Subject: Re: [EL] Nate Silver on early voting stats
From: Michael McDonald
Date: 10/25/2010, 1:34 AM
To: 'Paul Gronke' <paul.gronke@gmail.com>, "'Scarberry, Mark'" <Mark.Scarberry@pepperdine.edu>, 'Law Election' <election-law@mailman.lls.edu>

Here is a link to my response.

 

http://www.huffingtonpost.com/michael-p-mcdonald/does-early-voting-show-re_b_773236.html

 

I lay out three main errors in Nate Silver's analysis and Molly Ball's Politico story:

  1. Nate and Molly assume that overall voter turnout rates are typically similar for registered Democrats and registered Republicans. This is not the case. Registered Republicans tend to vote at higher rates. It is invalid to compare early voters to all registered voters in the current election.
  2. Nate and Molly assume that early voters are the same as Election Day voters, when there is plenty of evidence that they are not - except for the all-mail ballot states. Nate's biggest pro-Republican state, Pennsylvania, exposes this poor assumption. There is a simple explanation for the apparent doom that Nate spells for Joe Sestak. Pennsylvania has a relatively small number of returned ballots because the state requires an excuse to vote an absentee ballot. There is a mountain of survey evidence that excuse-required absentee voters tend to be Republican (think: retirement homes and traveling businessmen). A valid comparison is early voters in the current election to early voters in a previous election, not registration in the current election -- or exit polls in 2008, which Nate also analyzes.
  3. More generally, the first early voting numbers a state reports tend to heavily composed of absentee mail ballots, like those in Pennsylvania. As Election Day draws closer, the numbers have tended to shift in a Democratic direction. A more valid comparison is early voters now to early voters at a similar point in time in a previous election.

============

Dr. Michael P. McDonald

Associate Professor, George Mason University

Non-Resident Senior Fellow, Brookings Institution

 

                             Mailing address:

(o) 703-993-4191             George Mason University

(f) 703-993-1399             Dept. of Public and International Affairs

mmcdon@gmu.edu               4400 University Drive - 3F4

http://elections.gmu.edu     Fairfax, VA 22030-4444

 

From: election-law-bounces@mailman.lls.edu [mailto:election-law-bounces@mailman.lls.edu] On Behalf Of Paul Gronke
Sent: Sunday, October 24, 2010 11:43 PM
To: Scarberry, Mark; Law Election
Subject: Re: [EL] Nate Silver on early voting stats

 

ARRGH!  This comparison is INVALID folks!  Here are my comments on the Silver posting:

 

Nate YOU CAN'T MAKE THIS COMPARISON!  

This is so frustrating--if Molly had even read a bit of the research in this area, she, and you, would have learned that Republicans have LONG cast the "earliest" of the early votes.  

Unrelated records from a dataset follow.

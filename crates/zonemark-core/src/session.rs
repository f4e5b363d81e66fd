//! Detection session
//!
//! A [`Session`] owns one sheet together with its color index, the configured
//! palette and the current zones. Detection and every manual edit go through
//! it, one action at a time.

use crate::color::ColorKey;
use crate::error::{Error, Result};
use crate::index::{ColorIndex, ColorSummary};
use crate::label::{Direction, Label, LabelResolver};
use crate::merge::{merge_zones, merge_zones_until_stable};
use crate::palette::Palette;
use crate::sheet::Sheet;
use crate::stats::Statistics;
use crate::zone::{build_zones, Bounds, Zone};
use log::{debug, info};

/// Post-processing applied by [`Session::detect_with`]
#[derive(Debug, Clone, Copy, PartialEq, Eq, Default)]
#[cfg_attr(feature = "serde", derive(serde::Serialize, serde::Deserialize))]
#[cfg_attr(feature = "serde", serde(default))]
pub struct DetectionOptions {
    /// Merge zones whose bounds are within this many rows/columns
    pub merge_gap: Option<u32>,
    /// Repeat merging until the zone count is stable
    pub merge_until_stable: bool,
}

/// Where a hand-added label sits relative to its zone
#[derive(Debug, Clone, Copy, PartialEq, Eq)]
#[cfg_attr(feature = "serde", derive(serde::Serialize, serde::Deserialize))]
#[cfg_attr(feature = "serde", serde(rename_all = "snake_case"))]
pub enum LabelPosition {
    /// Above the top-left cell
    Top,
    /// Left of the top-left cell
    Left,
    /// Below the bottom-left cell
    Bottom,
    /// Right of the top-right cell
    Right,
}

impl LabelPosition {
    /// Grid position for a zone with `bounds`; `None` when it falls off the sheet
    fn locate(&self, bounds: &Bounds) -> Option<(u32, u32)> {
        let (row, col) = match self {
            LabelPosition::Top => (bounds.min_row.checked_sub(1)?, bounds.min_col),
            LabelPosition::Left => (bounds.min_row, bounds.min_col.checked_sub(1)?),
            LabelPosition::Bottom => (bounds.max_row + 1, bounds.min_col),
            LabelPosition::Right => (bounds.min_row, bounds.max_col + 1),
        };
        (row >= 1 && col >= 1).then_some((row, col))
    }
}

/// A label entered by hand
#[derive(Debug, Clone, PartialEq, Eq)]
pub struct ManualLabel {
    pub value: String,
    pub pair_id: usize,
    pub direction: Direction,
    pub position: LabelPosition,
}

/// One sheet under analysis
#[derive(Debug, Clone)]
pub struct Session {
    sheet: Sheet,
    index: ColorIndex,
    palette: Option<Palette>,
    zones: Vec<Zone>,
}

impl Session {
    /// Start a session on `sheet`, indexing its colors
    pub fn new(sheet: Sheet) -> Self {
        let index = ColorIndex::build(&sheet);
        Self {
            sheet,
            index,
            palette: None,
            zones: Vec::new(),
        }
    }

    pub fn sheet(&self) -> &Sheet {
        &self.sheet
    }

    pub fn index(&self) -> &ColorIndex {
        &self.index
    }

    /// Color summary of the sheet, most frequent color first
    pub fn color_summary(&self) -> Vec<ColorSummary> {
        self.index.summary(&self.sheet)
    }

    /// Configured palette, if any
    pub fn palette(&self) -> Option<&Palette> {
        self.palette.as_ref()
    }

    /// Current zones, in id order unless edited
    pub fn zones(&self) -> &[Zone] {
        &self.zones
    }

    /// Get a zone by id
    pub fn zone(&self, id: u32) -> Result<&Zone> {
        self.zones
            .iter()
            .find(|z| z.id == id)
            .ok_or(Error::ZoneNotFound(id))
    }

    fn zone_mut(&mut self, id: u32) -> Result<&mut Zone> {
        self.zones
            .iter_mut()
            .find(|z| z.id == id)
            .ok_or(Error::ZoneNotFound(id))
    }

    fn next_zone_id(&self) -> u32 {
        self.zones.iter().map(|z| z.id).max().unwrap_or(0) + 1
    }

    /// Validate and store a palette, dropping zones found with a previous one
    pub fn configure(&mut self, palette: Palette) -> Result<()> {
        palette.validate()?;

        if !self.index.contains(&palette.zone_color) {
            debug!("zone color #{} does not occur on '{}'", palette.zone_color, self.sheet.name());
        }

        self.palette = Some(palette);
        self.zones.clear();
        Ok(())
    }

    /// Build zones from the palette's zone color and resolve their labels
    ///
    /// Replaces any current zones. Returns the number of zones found.
    pub fn detect(&mut self) -> Result<usize> {
        let palette = self.palette.as_ref().ok_or(Error::NotConfigured)?;

        let mut zones = build_zones(self.index.cells(&palette.zone_color));
        let resolver = LabelResolver::new(palette, &self.index);
        for zone in &mut zones {
            zone.labels = resolver.resolve(zone);
        }

        info!(
            "detected {} zones with {} labels on '{}'",
            zones.len(),
            zones.iter().map(|z| z.labels.len()).sum::<usize>(),
            self.sheet.name()
        );

        self.zones = zones;
        Ok(self.zones.len())
    }

    /// [`detect`](Self::detect) followed by the merging asked for in `options`
    pub fn detect_with(&mut self, options: &DetectionOptions) -> Result<usize> {
        self.detect()?;
        if let Some(gap) = options.merge_gap {
            if options.merge_until_stable {
                self.merge_until_stable(gap);
            } else {
                self.merge_nearby(gap);
            }
        }
        Ok(self.zones.len())
    }

    /// One merge pass; returns the new zone count
    pub fn merge_nearby(&mut self, max_gap: u32) -> usize {
        let zones = std::mem::take(&mut self.zones);
        self.zones = merge_zones(zones, max_gap);
        self.zones.len()
    }

    /// Merge until stable; returns the new zone count
    pub fn merge_until_stable(&mut self, max_gap: u32) -> usize {
        let zones = std::mem::take(&mut self.zones);
        self.zones = merge_zones_until_stable(zones, max_gap);
        self.zones.len()
    }

    /// Add a zone drawn by hand; returns its id
    pub fn add_manual_zone(&mut self, bounds: Bounds) -> u32 {
        let id = self.next_zone_id();
        self.zones.push(Zone::manual(id, bounds));
        id
    }

    /// Change a zone's bounds; its cell count becomes the new area
    pub fn resize_zone(&mut self, id: u32, bounds: Bounds) -> Result<()> {
        self.zone_mut(id)?.resize(bounds);
        Ok(())
    }

    /// Copy a zone under a new id; returns the new id
    pub fn duplicate_zone(&mut self, id: u32) -> Result<u32> {
        let mut copy = self.zone(id)?.clone();
        copy.id = self.next_zone_id();
        let new_id = copy.id;
        self.zones.push(copy);
        Ok(new_id)
    }

    /// Remove a zone and return it
    pub fn delete_zone(&mut self, id: u32) -> Result<Zone> {
        let pos = self
            .zones
            .iter()
            .position(|z| z.id == id)
            .ok_or(Error::ZoneNotFound(id))?;
        Ok(self.zones.remove(pos))
    }

    /// Attach a hand-entered label next to a zone
    ///
    /// The label takes the color of its pair's header for `direction`.
    pub fn add_label(&mut self, zone_id: u32, label: ManualLabel) -> Result<()> {
        let palette = self.palette.as_ref().ok_or(Error::NotConfigured)?;
        let color: ColorKey = palette.pair(label.pair_id)?.color(label.direction);

        let zone = self.zone_mut(zone_id)?;
        let (row, col) = label.position.locate(&zone.bounds).ok_or_else(|| {
            Error::InvalidAddress(format!(
                "{:?} of {} is outside the sheet",
                label.position, zone.bounds
            ))
        })?;

        zone.labels.push(Label {
            row,
            col,
            value: label.value,
            color,
            pair_id: label.pair_id,
            direction: label.direction,
            distance: 1,
            for_cell: None,
        });
        Ok(())
    }

    /// Remove the label at `index` of a zone's label list and return it
    pub fn remove_label(&mut self, zone_id: u32, index: usize) -> Result<Label> {
        let zone = self.zone_mut(zone_id)?;
        if index >= zone.labels.len() {
            return Err(Error::LabelOutOfRange {
                zone: zone_id,
                index,
                count: zone.labels.len(),
            });
        }
        Ok(zone.labels.remove(index))
    }

    /// Totals over the current zones
    pub fn statistics(&self) -> Statistics {
        Statistics::compute(&self.zones)
    }

    /// Give the sheet back, dropping everything else
    pub fn into_sheet(self) -> Sheet {
        self.sheet
    }
}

GOP voters have long leaned toward absentee ballots, and many of the states listed above (CA, AZ, CO, IA) are almost complete no excuse absentee ballots, which you (and Molly) are lumping in with early in person ballots.

We have no documentary evidence that compares the early voter turnout measured more than a week before the election with the eventual early voting turnout, the final turnout, or the registration numbers.  Michael McDonald's quote in the Politico story is dead on: "The large gap could be a red herring ... we are in uncharted territory."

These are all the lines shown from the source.